Hello All, I hope you are doing fun with this awesome competition. I would like to encounter a critical point that made me confused about whether to the Train.csv or not.
Okay for example, when i wanted to dive into EDA and see how values of year 2021 have been collected, i remarked that labeling might have some issues. For example, for the Impala company, the pdf is ESG-spreads.pdf, I started by selecting Train.csv rows that have this Group to know what different metrics it has. (As the photo below shows : ).
Focusing in metric 128: Total Direct CO2
I am back to the pdfs to found out that these are not the actual values for the metric and they are different from those mentioned in Train.csv. Shall we rely on train.csv in that case ?
Photo Link:
https://drive.google.com/file/d/1wG60luQtKMb_fZymvCLMBGH-wFy9OQt1/view?usp=sharing
Was about to start this thread..yes the train.csv is terrible and its not only for Impalla. Data entry issues?? If the file we are scored against is also having these issues, its even a big issue. @Zindi ??

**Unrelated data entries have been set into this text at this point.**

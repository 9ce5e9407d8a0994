//! Builder for hand-crafted bearer tokens
//!
//! Produces tokens the service would never issue itself: expired, signed
//! with another secret or algorithm, or carrying ill-shaped claims.

use crate::server_harness::TEST_JWT_SECRET;
use chrono::Utc;
use jsonwebtoken::{encode, Algorithm, EncodingKey, Header};
use serde_json::{Map, Value};

/// Builder for test bearer tokens
///
/// # Example
/// ```rust,ignore
/// let expired = TestTokenBuilder::new()
///     .for_user(1)
///     .expires_in(-60)
///     .build();
///
/// let wrong_shape = TestTokenBuilder::new()
///     .with_claim("sub", json!("alice"))
///     .build();
/// ```
pub struct TestTokenBuilder {
    claims: Map<String, Value>,
    secret: String,
    algorithm: Algorithm,
}

impl TestTokenBuilder {
    /// Claims for user 1, valid for an hour, signed with [`TEST_JWT_SECRET`].
    pub fn new() -> Self {
        let now = Utc::now().timestamp();
        let mut claims = Map::new();
        claims.insert("sub".to_string(), Value::from(1));
        claims.insert("iat".to_string(), Value::from(now));
        claims.insert("exp".to_string(), Value::from(now + 3600));
        Self {
            claims,
            secret: TEST_JWT_SECRET.to_string(),
            algorithm: Algorithm::HS256,
        }
    }

    /// Set a numeric subject
    pub fn for_user(self, user_id: i64) -> Self {
        self.with_claim("sub", Value::from(user_id))
    }

    /// Set expiration in seconds from now. Negative values give an expired token.
    pub fn expires_in(self, seconds: i64) -> Self {
        self.with_claim("exp", Value::from(Utc::now().timestamp() + seconds))
    }

    /// Set or replace an arbitrary claim
    pub fn with_claim(mut self, name: &str, value: Value) -> Self {
        self.claims.insert(name.to_string(), value);
        self
    }

    /// Remove a claim entirely
    pub fn without_claim(mut self, name: &str) -> Self {
        self.claims.remove(name);
        self
    }

    pub fn signed_with(mut self, secret: &str) -> Self {
        self.secret = secret.to_string();
        self
    }

    pub fn with_algorithm(mut self, algorithm: Algorithm) -> Self {
        self.algorithm = algorithm;
        self
    }

    /// Encode and sign the token
    pub fn build(self) -> String {
        encode(
            &Header::new(self.algorithm),
            &self.claims,
            &EncodingKey::from_secret(self.secret.as_bytes()),
        )
        .expect("HMAC token encoding should not fail")
    }
}

impl Default for TestTokenBuilder {
    fn default() -> Self {
        Self::new()
    }
}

Sorry there was an error with the picture and now it is uploaded well.
We need clarification into this issue as it might affect our approchs.

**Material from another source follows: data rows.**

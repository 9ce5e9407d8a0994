//! User handlers.
//!
//! - `POST /user/signup` - Register a user (public)
//! - `POST /user/login` - Exchange credentials for a bearer token (public)

use crate::auth::TOKEN_TTL_SECONDS;
use crate::errors::ApiError;
use crate::handlers::{decode_json, BLANK_MESSAGE};
use crate::models::{CreatedResponse, TokenResponse};
use crate::routes::AppState;
use crate::services::user_service;
use crate::validation::{self, Validator, USERNAME_RX};
use axum::{
    body::Bytes,
    extract::State,
    http::{header::AUTHORIZATION, HeaderValue},
    response::{IntoResponse, Response},
    Json,
};
use serde::Deserialize;
use std::fmt;
use std::sync::Arc;
use tracing::instrument;

const PASSWORD_MIN_CHARS: usize = 8;
const PASSWORD_MAX_CHARS: usize = 24;

/// Name and password, as sent to both signup and login.
#[derive(Deserialize, Default)]
#[serde(default)]
pub struct CredentialsRequest {
    pub name: String,
    pub password: String,
}

impl fmt::Debug for CredentialsRequest {
    fn fmt(&self, f: &mut fmt::Formatter<'_>) -> fmt::Result {
        f.debug_struct("CredentialsRequest")
            .field("name", &self.name)
            .field("password", &"[REDACTED]")
            .finish()
    }
}

impl CredentialsRequest {
    /// Checks applied on signup. Password rules are evaluated in order, so
    /// the reported message is the first one that fails.
    fn validate_signup(&self) -> Validator {
        let mut v = Validator::new();
        v.check_field(validation::not_blank(&self.name), "name", BLANK_MESSAGE);
        v.check_field(
            validation::matches(&self.name, &USERNAME_RX),
            "name",
            "This field must start with a letter",
        );
        v.check_field(validation::not_blank(&self.password), "password", BLANK_MESSAGE);
        v.check_field(
            validation::min_chars(&self.password, PASSWORD_MIN_CHARS),
            "password",
            "Password must be at least 8 characters long",
        );
        v.check_field(
            validation::max_chars(&self.password, PASSWORD_MAX_CHARS),
            "password",
            "Password must be at most 24 characters long",
        );
        v.check_field(
            validation::is_strong_password(&self.password),
            "password",
            "Password must contain an uppercase letter, a lowercase letter, a digit and a symbol",
        );
        v
    }

    fn validate_login(&self) -> Validator {
        let mut v = Validator::new();
        v.check_field(validation::not_blank(&self.name), "name", BLANK_MESSAGE);
        v.check_field(validation::not_blank(&self.password), "password", BLANK_MESSAGE);
        v
    }
}

/// Handler for POST /user/signup
///
/// # Response
///
/// - 200 OK: `{"id": n}`
/// - 400 Bad Request: Body is not valid JSON
/// - 409 Conflict: Name already registered
/// - 422 Unprocessable Entity: Field errors
#[instrument(skip_all, name = "films.user.signup")]
pub async fn signup(
    State(state): State<Arc<AppState>>,
    body: Bytes,
) -> Result<Json<CreatedResponse>, ApiError> {
    let request: CredentialsRequest = decode_json(&body, "signup")?;
    request.validate_signup().into_result()?;

    let user_id = user_service::register_user(
        state.users.as_ref(),
        &request.name,
        &request.password,
        state.config.bcrypt_cost,
    )
    .await?;

    Ok(Json(CreatedResponse { id: user_id.0 }))
}

/// Handler for POST /user/login
///
/// # Response
///
/// - 200 OK: `Authorization: Bearer <token>` header and a token body
/// - 400 Bad Request: Body is not valid JSON
/// - 401 Unauthorized: Unknown name or wrong password
/// - 422 Unprocessable Entity: Blank name or password
#[instrument(skip_all, name = "films.user.login")]
pub async fn login(State(state): State<Arc<AppState>>, body: Bytes) -> Result<Response, ApiError> {
    let request: CredentialsRequest = decode_json(&body, "login")?;
    request.validate_login().into_result()?;

    let user_id =
        user_service::authenticate_user(state.users.as_ref(), &request.name, &request.password)
            .await?;
    let token = state.tokens.issue_token(user_id)?;

    let header_value = HeaderValue::from_str(&format!("Bearer {}", token))
        .map_err(|e| ApiError::Internal(format!("Token is not a valid header value: {}", e)))?;

    tracing::info!(target: "films.handlers.users", user_id = %user_id, "User logged in");

    let body = TokenResponse {
        access_token: token,
        token_type: "Bearer".to_string(),
        expires_in: TOKEN_TTL_SECONDS.unsigned_abs(),
    };
    Ok(([(AUTHORIZATION, header_value)], Json(body)).into_response())
}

Actually it's not an error. Dive into the data and understand how they got that value. Because it's actually a correct value. I had this assumption when I started but after more analysis, I found that it's not a data entry issue
This is interesting, let me have a look
@Koleshjr, you're right!... It introduces a level of complexity that I cannot manage deal with in these final few hours 😅.
😂😂 told you guys the data was clean